Provided information:
┌──

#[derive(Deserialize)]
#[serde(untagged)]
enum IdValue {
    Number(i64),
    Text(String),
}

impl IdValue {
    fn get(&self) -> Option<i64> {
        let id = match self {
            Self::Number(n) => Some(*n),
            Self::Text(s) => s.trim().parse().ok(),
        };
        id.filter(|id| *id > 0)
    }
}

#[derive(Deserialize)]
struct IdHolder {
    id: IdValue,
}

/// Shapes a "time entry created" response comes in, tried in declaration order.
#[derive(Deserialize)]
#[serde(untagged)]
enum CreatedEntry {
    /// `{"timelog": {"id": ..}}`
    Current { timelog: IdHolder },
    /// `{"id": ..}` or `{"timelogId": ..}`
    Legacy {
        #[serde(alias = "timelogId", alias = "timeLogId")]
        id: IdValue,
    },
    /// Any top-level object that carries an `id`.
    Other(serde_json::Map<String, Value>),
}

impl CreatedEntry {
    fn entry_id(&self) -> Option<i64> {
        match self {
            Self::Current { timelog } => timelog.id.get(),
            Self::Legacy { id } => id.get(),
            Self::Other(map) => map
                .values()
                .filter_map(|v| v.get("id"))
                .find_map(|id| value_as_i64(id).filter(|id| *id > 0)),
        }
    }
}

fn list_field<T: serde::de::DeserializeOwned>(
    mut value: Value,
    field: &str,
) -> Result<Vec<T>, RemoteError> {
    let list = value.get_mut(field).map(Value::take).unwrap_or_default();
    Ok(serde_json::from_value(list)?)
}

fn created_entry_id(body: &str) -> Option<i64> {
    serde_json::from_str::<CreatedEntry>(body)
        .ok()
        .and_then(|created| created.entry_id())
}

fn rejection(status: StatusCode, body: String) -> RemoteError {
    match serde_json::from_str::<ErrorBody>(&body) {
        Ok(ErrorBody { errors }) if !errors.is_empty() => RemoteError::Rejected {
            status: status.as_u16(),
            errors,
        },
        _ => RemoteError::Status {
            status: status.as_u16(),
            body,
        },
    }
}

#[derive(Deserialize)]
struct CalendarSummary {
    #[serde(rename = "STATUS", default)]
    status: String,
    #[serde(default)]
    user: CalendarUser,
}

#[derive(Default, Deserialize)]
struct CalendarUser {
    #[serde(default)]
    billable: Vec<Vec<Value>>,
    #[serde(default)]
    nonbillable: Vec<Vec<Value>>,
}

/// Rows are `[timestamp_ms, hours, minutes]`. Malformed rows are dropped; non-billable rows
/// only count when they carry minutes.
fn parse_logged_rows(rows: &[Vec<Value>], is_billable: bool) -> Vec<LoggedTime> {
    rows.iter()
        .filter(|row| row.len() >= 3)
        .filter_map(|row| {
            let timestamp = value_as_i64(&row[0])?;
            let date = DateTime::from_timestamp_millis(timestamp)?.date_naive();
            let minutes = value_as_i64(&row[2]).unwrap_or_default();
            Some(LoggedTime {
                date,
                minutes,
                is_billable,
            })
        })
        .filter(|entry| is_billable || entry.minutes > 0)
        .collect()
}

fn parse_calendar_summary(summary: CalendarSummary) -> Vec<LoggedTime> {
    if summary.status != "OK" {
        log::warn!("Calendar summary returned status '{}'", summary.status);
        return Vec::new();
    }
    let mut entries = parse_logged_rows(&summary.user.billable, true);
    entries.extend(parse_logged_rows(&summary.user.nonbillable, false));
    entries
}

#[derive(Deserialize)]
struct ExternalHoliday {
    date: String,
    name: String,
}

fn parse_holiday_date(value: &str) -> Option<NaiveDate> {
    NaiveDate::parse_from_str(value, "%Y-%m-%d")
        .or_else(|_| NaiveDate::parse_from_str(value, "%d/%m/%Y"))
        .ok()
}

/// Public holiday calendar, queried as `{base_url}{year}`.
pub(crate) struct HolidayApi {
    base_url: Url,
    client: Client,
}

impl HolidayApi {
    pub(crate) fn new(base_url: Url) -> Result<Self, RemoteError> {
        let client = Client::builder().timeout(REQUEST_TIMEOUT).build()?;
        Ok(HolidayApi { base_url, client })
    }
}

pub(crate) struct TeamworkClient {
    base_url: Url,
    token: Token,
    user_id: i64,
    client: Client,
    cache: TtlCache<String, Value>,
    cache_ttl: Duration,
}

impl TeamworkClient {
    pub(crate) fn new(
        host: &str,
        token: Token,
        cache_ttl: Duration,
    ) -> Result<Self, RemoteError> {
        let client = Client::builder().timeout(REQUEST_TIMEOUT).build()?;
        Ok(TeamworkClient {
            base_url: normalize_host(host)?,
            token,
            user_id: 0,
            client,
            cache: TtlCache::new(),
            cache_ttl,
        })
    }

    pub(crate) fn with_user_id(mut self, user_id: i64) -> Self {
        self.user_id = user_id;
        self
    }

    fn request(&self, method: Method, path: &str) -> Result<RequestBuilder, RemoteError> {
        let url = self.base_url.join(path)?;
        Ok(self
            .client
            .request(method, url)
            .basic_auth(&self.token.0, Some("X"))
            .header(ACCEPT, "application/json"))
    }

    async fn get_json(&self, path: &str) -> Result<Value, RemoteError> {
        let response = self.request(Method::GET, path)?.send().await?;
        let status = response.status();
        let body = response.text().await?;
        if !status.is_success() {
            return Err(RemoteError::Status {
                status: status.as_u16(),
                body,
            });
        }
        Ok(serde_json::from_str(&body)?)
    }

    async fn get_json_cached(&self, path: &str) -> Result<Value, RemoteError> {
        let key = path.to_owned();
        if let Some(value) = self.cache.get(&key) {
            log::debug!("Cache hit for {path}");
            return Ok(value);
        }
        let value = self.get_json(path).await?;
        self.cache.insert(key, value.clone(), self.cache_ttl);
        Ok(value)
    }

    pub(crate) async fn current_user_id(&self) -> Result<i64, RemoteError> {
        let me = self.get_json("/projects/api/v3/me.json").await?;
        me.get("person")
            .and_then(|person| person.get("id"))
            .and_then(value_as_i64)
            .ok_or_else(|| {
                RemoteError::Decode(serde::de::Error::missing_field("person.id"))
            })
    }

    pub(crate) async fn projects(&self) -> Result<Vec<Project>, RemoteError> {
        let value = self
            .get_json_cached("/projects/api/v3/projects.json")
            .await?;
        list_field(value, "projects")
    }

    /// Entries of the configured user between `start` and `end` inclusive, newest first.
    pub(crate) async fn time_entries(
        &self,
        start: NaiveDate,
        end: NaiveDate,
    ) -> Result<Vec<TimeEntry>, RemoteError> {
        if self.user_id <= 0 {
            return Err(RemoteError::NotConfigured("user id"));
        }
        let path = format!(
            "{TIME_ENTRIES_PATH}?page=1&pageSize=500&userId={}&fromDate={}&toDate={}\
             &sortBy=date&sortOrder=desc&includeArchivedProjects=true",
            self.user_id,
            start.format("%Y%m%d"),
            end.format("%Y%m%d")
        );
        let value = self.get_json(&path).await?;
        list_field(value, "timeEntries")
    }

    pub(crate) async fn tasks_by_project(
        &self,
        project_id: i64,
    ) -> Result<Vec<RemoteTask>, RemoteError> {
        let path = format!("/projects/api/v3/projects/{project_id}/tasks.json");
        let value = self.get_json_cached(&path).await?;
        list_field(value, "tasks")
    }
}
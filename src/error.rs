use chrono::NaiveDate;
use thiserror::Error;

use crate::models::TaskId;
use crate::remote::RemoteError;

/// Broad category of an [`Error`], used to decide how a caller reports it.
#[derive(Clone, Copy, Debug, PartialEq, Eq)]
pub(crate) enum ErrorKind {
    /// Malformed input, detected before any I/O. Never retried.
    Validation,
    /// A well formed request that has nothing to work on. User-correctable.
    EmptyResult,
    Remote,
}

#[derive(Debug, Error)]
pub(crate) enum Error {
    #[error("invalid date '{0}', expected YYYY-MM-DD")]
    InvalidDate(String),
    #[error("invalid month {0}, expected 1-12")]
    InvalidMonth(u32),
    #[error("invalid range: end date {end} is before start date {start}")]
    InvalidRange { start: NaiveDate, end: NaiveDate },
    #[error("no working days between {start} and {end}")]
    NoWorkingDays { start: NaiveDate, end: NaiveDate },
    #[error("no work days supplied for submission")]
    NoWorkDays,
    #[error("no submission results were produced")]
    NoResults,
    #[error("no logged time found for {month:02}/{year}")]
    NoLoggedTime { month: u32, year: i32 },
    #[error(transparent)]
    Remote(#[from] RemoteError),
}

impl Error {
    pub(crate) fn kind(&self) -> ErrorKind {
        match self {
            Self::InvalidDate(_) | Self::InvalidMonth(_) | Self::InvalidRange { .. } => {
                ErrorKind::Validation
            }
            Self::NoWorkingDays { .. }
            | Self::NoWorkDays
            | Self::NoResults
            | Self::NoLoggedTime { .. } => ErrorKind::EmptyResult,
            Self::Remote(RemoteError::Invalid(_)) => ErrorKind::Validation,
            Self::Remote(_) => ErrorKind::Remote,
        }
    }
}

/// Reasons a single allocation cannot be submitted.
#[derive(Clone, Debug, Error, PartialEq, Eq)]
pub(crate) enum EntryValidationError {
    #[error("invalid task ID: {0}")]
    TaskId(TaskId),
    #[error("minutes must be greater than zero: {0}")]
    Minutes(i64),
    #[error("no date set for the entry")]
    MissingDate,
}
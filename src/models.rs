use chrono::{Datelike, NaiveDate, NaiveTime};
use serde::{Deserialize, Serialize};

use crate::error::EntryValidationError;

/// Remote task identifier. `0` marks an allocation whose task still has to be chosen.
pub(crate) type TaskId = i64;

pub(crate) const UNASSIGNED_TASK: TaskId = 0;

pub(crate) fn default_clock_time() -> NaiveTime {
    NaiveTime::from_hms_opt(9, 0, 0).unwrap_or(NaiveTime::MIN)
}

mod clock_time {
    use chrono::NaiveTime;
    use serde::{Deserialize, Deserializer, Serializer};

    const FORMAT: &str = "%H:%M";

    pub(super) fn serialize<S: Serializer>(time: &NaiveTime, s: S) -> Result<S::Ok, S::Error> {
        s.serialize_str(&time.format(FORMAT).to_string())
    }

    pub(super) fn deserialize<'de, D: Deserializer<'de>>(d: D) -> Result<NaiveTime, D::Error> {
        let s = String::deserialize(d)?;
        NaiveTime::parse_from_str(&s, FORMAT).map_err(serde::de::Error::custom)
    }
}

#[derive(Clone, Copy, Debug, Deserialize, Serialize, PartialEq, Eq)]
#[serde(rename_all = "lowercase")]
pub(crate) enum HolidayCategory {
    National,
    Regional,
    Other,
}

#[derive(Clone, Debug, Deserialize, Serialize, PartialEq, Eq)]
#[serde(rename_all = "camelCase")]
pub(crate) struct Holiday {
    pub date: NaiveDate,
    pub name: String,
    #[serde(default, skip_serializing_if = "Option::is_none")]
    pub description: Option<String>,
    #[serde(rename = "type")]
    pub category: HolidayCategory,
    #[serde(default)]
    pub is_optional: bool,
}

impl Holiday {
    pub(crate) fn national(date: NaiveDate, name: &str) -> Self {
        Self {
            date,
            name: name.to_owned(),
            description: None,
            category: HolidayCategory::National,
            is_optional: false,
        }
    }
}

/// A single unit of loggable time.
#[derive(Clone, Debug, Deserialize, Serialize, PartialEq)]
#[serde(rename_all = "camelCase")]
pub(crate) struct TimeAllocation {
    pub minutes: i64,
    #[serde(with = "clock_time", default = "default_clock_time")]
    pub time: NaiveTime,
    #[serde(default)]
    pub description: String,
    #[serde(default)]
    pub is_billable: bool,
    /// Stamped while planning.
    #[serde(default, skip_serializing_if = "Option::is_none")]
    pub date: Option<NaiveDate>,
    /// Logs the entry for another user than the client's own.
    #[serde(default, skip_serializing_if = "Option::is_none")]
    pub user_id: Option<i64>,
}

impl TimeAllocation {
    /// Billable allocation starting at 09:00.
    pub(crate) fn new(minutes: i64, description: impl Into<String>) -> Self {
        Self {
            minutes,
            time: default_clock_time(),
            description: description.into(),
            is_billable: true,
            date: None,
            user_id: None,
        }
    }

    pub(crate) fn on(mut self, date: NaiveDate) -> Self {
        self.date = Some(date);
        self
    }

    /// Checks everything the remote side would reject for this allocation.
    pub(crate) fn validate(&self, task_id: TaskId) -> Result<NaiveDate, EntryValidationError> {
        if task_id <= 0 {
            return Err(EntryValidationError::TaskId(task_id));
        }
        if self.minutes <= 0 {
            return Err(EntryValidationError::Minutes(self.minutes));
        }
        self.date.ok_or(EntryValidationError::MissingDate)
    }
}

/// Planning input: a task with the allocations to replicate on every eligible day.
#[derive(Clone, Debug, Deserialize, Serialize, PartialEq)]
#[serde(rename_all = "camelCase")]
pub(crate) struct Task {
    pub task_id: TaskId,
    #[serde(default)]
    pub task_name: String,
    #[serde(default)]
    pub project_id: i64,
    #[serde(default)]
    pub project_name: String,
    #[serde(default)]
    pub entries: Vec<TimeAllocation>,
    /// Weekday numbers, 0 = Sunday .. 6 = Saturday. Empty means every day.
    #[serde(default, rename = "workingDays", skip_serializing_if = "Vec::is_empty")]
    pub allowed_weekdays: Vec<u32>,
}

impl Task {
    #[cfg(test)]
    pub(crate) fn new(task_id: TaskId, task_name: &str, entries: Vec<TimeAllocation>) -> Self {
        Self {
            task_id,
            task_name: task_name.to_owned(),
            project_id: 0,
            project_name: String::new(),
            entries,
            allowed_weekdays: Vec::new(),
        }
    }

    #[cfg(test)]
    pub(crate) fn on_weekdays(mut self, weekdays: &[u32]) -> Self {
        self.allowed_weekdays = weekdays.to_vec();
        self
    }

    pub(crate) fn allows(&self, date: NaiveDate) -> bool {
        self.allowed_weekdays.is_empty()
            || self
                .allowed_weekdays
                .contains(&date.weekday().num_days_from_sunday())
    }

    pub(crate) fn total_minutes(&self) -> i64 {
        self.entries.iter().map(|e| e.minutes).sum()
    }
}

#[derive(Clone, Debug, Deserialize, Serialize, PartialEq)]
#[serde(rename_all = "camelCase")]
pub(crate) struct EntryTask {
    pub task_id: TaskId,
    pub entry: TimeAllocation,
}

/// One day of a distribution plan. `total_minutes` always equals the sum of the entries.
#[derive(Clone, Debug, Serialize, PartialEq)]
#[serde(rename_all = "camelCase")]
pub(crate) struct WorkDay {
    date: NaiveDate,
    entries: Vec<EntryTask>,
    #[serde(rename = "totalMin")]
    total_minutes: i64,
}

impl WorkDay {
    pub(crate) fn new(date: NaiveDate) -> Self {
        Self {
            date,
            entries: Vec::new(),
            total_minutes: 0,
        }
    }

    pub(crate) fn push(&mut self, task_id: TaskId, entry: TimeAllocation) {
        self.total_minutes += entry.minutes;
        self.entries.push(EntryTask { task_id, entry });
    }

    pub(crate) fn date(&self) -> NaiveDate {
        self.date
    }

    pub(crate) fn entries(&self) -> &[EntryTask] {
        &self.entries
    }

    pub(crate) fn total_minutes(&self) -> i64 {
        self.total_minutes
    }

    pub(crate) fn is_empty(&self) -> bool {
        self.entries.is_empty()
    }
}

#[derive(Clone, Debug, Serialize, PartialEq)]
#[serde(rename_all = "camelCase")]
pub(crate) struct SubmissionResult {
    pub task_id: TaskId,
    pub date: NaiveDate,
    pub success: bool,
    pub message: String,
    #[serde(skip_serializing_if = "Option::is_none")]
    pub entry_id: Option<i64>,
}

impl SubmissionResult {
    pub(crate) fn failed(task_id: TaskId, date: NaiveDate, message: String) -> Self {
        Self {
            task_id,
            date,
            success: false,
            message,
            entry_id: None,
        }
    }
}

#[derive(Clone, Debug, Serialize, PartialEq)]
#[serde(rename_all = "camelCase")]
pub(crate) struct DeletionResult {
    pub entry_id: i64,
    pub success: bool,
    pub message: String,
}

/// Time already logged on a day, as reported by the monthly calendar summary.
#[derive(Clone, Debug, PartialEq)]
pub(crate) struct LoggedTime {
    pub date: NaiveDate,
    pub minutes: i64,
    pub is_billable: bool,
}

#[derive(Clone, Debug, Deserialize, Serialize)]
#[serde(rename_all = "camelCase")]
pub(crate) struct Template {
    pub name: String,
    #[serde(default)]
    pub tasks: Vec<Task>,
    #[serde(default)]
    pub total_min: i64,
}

└──

Your instructions: Give again, word for word, every line of the listing above from the one with "caller reports it." to the one with "#[derive(Clone, Debug, Error, PartialEq, Eq)]", both inclusive, and nothing beyond them.

Response to the task:
/// Broad category of an [`Error`], used to decide how a caller reports it.
#[derive(Clone, Copy, Debug, PartialEq, Eq)]
pub(crate) enum ErrorKind {
    /// Malformed input, detected before any I/O. Never retried.
    Validation,
    /// A well formed request that has nothing to work on. User-correctable.
    EmptyResult,
    Remote,
}

#[derive(Debug, Error)]
pub(crate) enum Error {
    #[error("invalid date '{0}', expected YYYY-MM-DD")]
    InvalidDate(String),
    #[error("invalid month {0}, expected 1-12")]
    InvalidMonth(u32),
    #[error("invalid range: end date {end} is before start date {start}")]
    InvalidRange { start: NaiveDate, end: NaiveDate },
    #[error("no working days between {start} and {end}")]
    NoWorkingDays { start: NaiveDate, end: NaiveDate },
    #[error("no work days supplied for submission")]
    NoWorkDays,
    #[error("no submission results were produced")]
    NoResults,
    #[error("no logged time found for {month:02}/{year}")]
    NoLoggedTime { month: u32, year: i32 },
    #[error(transparent)]
    Remote(#[from] RemoteError),
}

impl Error {
    pub(crate) fn kind(&self) -> ErrorKind {
        match self {
            Self::InvalidDate(_) | Self::InvalidMonth(_) | Self::InvalidRange { .. } => {
                ErrorKind::Validation
            }
            Self::NoWorkingDays { .. }
            | Self::NoWorkDays
            | Self::NoResults
            | Self::NoLoggedTime { .. } => ErrorKind::EmptyResult,
            Self::Remote(RemoteError::Invalid(_)) => ErrorKind::Validation,
            Self::Remote(_) => ErrorKind::Remote,
        }
    }
}

/// Reasons a single allocation cannot be submitted.
#[derive(Clone, Debug, Error, PartialEq, Eq)]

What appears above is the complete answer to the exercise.